== SUPPLIED MATERIAL ==
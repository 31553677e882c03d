//! Bagged decision-tree ensemble and reproducible train/test splitting.

use std::collections::BTreeMap;

use linfa::prelude::*;
use linfa_trees::{DecisionTree, SplitQuality};
use log::{debug, info};
use ndarray::{Array1, Array2, Axis};
use rand::rngs::StdRng;
use rand::seq::{index, SliceRandom};
use rand::{Rng, SeedableRng};

use crate::error::{PipelineError, Result};

/// Shuffle `0..n` with a fixed seed and cut off the first
/// `ceil(n * test_fraction)` indices as the test partition.
///
/// Returns `(train, test)`. With at least two rows both sides are non-empty.
pub fn train_test_split(n: usize, test_fraction: f64, seed: u64) -> (Vec<usize>, Vec<usize>) {
    let mut indices: Vec<usize> = (0..n).collect();
    let mut rng = StdRng::seed_from_u64(seed);
    indices.shuffle(&mut rng);

    let mut n_test = (n as f64 * test_fraction.clamp(0.0, 1.0)).ceil() as usize;
    if n >= 2 {
        n_test = n_test.clamp(1, n - 1);
    }
    let train = indices.split_off(n_test.min(n));
    (train, indices)
}

/// Ensemble settings.
#[derive(Debug, Clone, Copy, PartialEq)]
pub struct ForestSettings {
    pub n_trees: usize,
    pub max_depth: Option<usize>,
    pub seed: u64,
}

impl Default for ForestSettings {
    fn default() -> Self {
        ForestSettings {
            n_trees: 100,
            max_depth: None,
            seed: 42,
        }
    }
}

/// Random forest: every tree sees a bootstrap sample of the rows and a random
/// subset of `ceil(sqrt(n_features))` columns; predictions are a majority vote.
pub struct RandomForest {
    /// Each tree with the global indices of the columns it was trained on.
    trees: Vec<(DecisionTree<f64, usize>, Vec<usize>)>,
    n_features: usize,
}

impl RandomForest {
    pub fn fit(x: &Array2<f64>, y: &Array1<usize>, settings: ForestSettings) -> Result<Self> {
        let (n_rows, n_features) = x.dim();
        if n_rows == 0 || n_features == 0 {
            return Err(PipelineError::model_fit(
                "random forest",
                format!("empty training matrix ({n_rows} x {n_features})"),
            ));
        }
        if y.len() != n_rows {
            return Err(PipelineError::model_fit("random forest", "target length mismatch"));
        }
        if x.iter().any(|v| !v.is_finite()) {
            return Err(PipelineError::model_fit(
                "random forest",
                "features contain missing values",
            ));
        }
        if settings.n_trees == 0 {
            return Err(PipelineError::model_fit("random forest", "n_trees must be positive"));
        }

        let subspace = ((n_features as f64).sqrt().ceil() as usize).clamp(1, n_features);
        let mut rng = StdRng::seed_from_u64(settings.seed);
        let mut trees = Vec::with_capacity(settings.n_trees);

        for t in 0..settings.n_trees {
            let rows: Vec<usize> = (0..n_rows).map(|_| rng.gen_range(0..n_rows)).collect();
            let mut cols = index::sample(&mut rng, n_features, subspace).into_vec();
            cols.sort_unstable();

            let records = x.select(Axis(0), &rows).select(Axis(1), &cols);
            let targets = y.select(Axis(0), &rows);
            let dataset = Dataset::new(records, targets);

            let tree = DecisionTree::<f64, usize>::params()
                .split_quality(SplitQuality::Gini)
                .max_depth(settings.max_depth)
                .fit(&dataset)
                .map_err(|e| PipelineError::model_fit("random forest", e.to_string()))?;
            debug!("tree {t}: columns {cols:?}");
            trees.push((tree, cols));
        }

        info!(
            "random forest: {} trees, {subspace} of {n_features} features per tree, {n_rows} rows",
            trees.len()
        );
        Ok(RandomForest { trees, n_features })
    }

    /// Majority vote over all trees; ties go to the smaller label.
    pub fn predict(&self, x: &Array2<f64>) -> Array1<usize> {
        let votes: Vec<Array1<usize>> = self
            .trees
            .iter()
            .map(|(tree, cols)| tree.predict(&x.select(Axis(1), cols)))
            .collect();

        Array1::from_shape_fn(x.nrows(), |r| {
            let mut counts: BTreeMap<usize, usize> = BTreeMap::new();
            for v in &votes {
                *counts.entry(v[r]).or_default() += 1;
            }
            counts
                .iter()
                .fold((0usize, 0usize), |best, (&label, &n)| {
                    if n > best.1 {
                        (label, n)
                    } else {
                        best
                    }
                })
                .0
        })
    }

    /// Mean impurity-decrease importance per feature, normalized to sum to 1.
    pub fn feature_importance(&self) -> Vec<f64> {
        let mut total = vec![0.0; self.n_features];
        for (tree, cols) in &self.trees {
            for (&col, imp) in cols.iter().zip(tree.feature_importance()) {
                if imp.is_finite() {
                    total[col] += imp;
                }
            }
        }
        let sum: f64 = total.iter().sum();
        if sum > 0.0 {
            for v in &mut total {
                *v /= sum;
            }
        }
        total
    }
}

== TASK INSTRUCTIONS ==
Would you give the listing again, word for word?

== SOLUTION ==
repository 31553677e882c03d
//! Bagged decision-tree ensemble and reproducible train/test splitting.

use std::collections::BTreeMap;

use linfa::prelude::*;
use linfa_trees::{DecisionTree, SplitQuality};
use log::{debug, info};
use ndarray::{Array1, Array2, Axis};
use rand::rngs::StdRng;
use rand::seq::{index, SliceRandom};
use rand::{Rng, SeedableRng};

use crate::error::{PipelineError, Result};

/// Shuffle `0..n` with a fixed seed and cut off the first
/// `ceil(n * test_fraction)` indices as the test partition.
///
/// Returns `(train, test)`. With at least two rows both sides are non-empty.
pub fn train_test_split(n: usize, test_fraction: f64, seed: u64) -> (Vec<usize>, Vec<usize>) {
    let mut indices: Vec<usize> = (0..n).collect();
    let mut rng = StdRng::seed_from_u64(seed);
    indices.shuffle(&mut rng);

    let mut n_test = (n as f64 * test_fraction.clamp(0.0, 1.0)).ceil() as usize;
    if n >= 2 {
        n_test = n_test.clamp(1, n - 1);
    }
    let train = indices.split_off(n_test.min(n));
    (train, indices)
}

/// Ensemble settings.
#[derive(Debug, Clone, Copy, PartialEq)]
pub struct ForestSettings {
    pub n_trees: usize,
    pub max_depth: Option<usize>,
    pub seed: u64,
}

impl Default for ForestSettings {
    fn default() -> Self {
        ForestSettings {
            n_trees: 100,
            max_depth: None,
            seed: 42,
        }
    }
}

/// Random forest: every tree sees a bootstrap sample of the rows and a random
/// subset of `ceil(sqrt(n_features))` columns; predictions are a majority vote.
pub struct RandomForest {
    /// Each tree with the global indices of the columns it was trained on.
    trees: Vec<(DecisionTree<f64, usize>, Vec<usize>)>,
    n_features: usize,
}

impl RandomForest {
    pub fn fit(x: &Array2<f64>, y: &Array1<usize>, settings: ForestSettings) -> Result<Self> {
        let (n_rows, n_features) = x.dim();
        if n_rows == 0 || n_features == 0 {
            return Err(PipelineError::model_fit(
                "random forest",
                format!("empty training matrix ({n_rows} x {n_features})"),
            ));
        }
        if y.len() != n_rows {
            return Err(PipelineError::model_fit("random forest", "target length mismatch"));
        }
        if x.iter().any(|v| !v.is_finite()) {
            return Err(PipelineError::model_fit(
                "random forest",
                "features contain missing values",
            ));
        }
        if settings.n_trees == 0 {
            return Err(PipelineError::model_fit("random forest", "n_trees must be positive"));
        }

        let subspace = ((n_features as f64).sqrt().ceil() as usize).clamp(1, n_features);
        let mut rng = StdRng::seed_from_u64(settings.seed);
        let mut trees = Vec::with_capacity(settings.n_trees);

        for t in 0..settings.n_trees {
            let rows: Vec<usize> = (0..n_rows).map(|_| rng.gen_range(0..n_rows)).collect();
            let mut cols = index::sample(&mut rng, n_features, subspace).into_vec();
            cols.sort_unstable();

            let records = x.select(Axis(0), &rows).select(Axis(1), &cols);
            let targets = y.select(Axis(0), &rows);
            let dataset = Dataset::new(records, targets);

            let tree = DecisionTree::<f64, usize>::params()
                .split_quality(SplitQuality::Gini)
                .max_depth(settings.max_depth)
                .fit(&dataset)
                .map_err(|e| PipelineError::model_fit("random forest", e.to_string()))?;
            debug!("tree {t}: columns {cols:?}");
            trees.push((tree, cols));
        }

        info!(
            "random forest: {} trees, {subspace} of {n_features} features per tree, {n_rows} rows",
            trees.len()
        );
        Ok(RandomForest { trees, n_features })
    }

    /// Majority vote over all trees; ties go to the smaller label.
    pub fn predict(&self, x: &Array2<f64>) -> Array1<usize> {
        let votes: Vec<Array1<usize>> = self
            .trees
            .iter()
            .map(|(tree, cols)| tree.predict(&x.select(Axis(1), cols)))
            .collect();

        Array1::from_shape_fn(x.nrows(), |r| {
            let mut counts: BTreeMap<usize, usize> = BTreeMap::new();
            for v in &votes {
                *counts.entry(v[r]).or_default() += 1;
            }
            counts
                .iter()
                .fold((0usize, 0usize), |best, (&label, &n)| {
                    if n > best.1 {
                        (label, n)
                    } else {
                        best
                    }
                })
                .0
        })
    }

    /// Mean impurity-decrease importance per feature, normalized to sum to 1.
    pub fn feature_importance(&self) -> Vec<f64> {
        let mut total = vec![0.0; self.n_features];
        for (tree, cols) in &self.trees {
            for (&col, imp) in cols.iter().zip(tree.feature_importance()) {
                if imp.is_finite() {
                    total[col] += imp;
                }
            }
        }
        let sum: f64 = total.iter().sum();
        if sum > 0.0 {
            for v in &mut total {
                *v /= sum;
            }
        }
        total
    }
}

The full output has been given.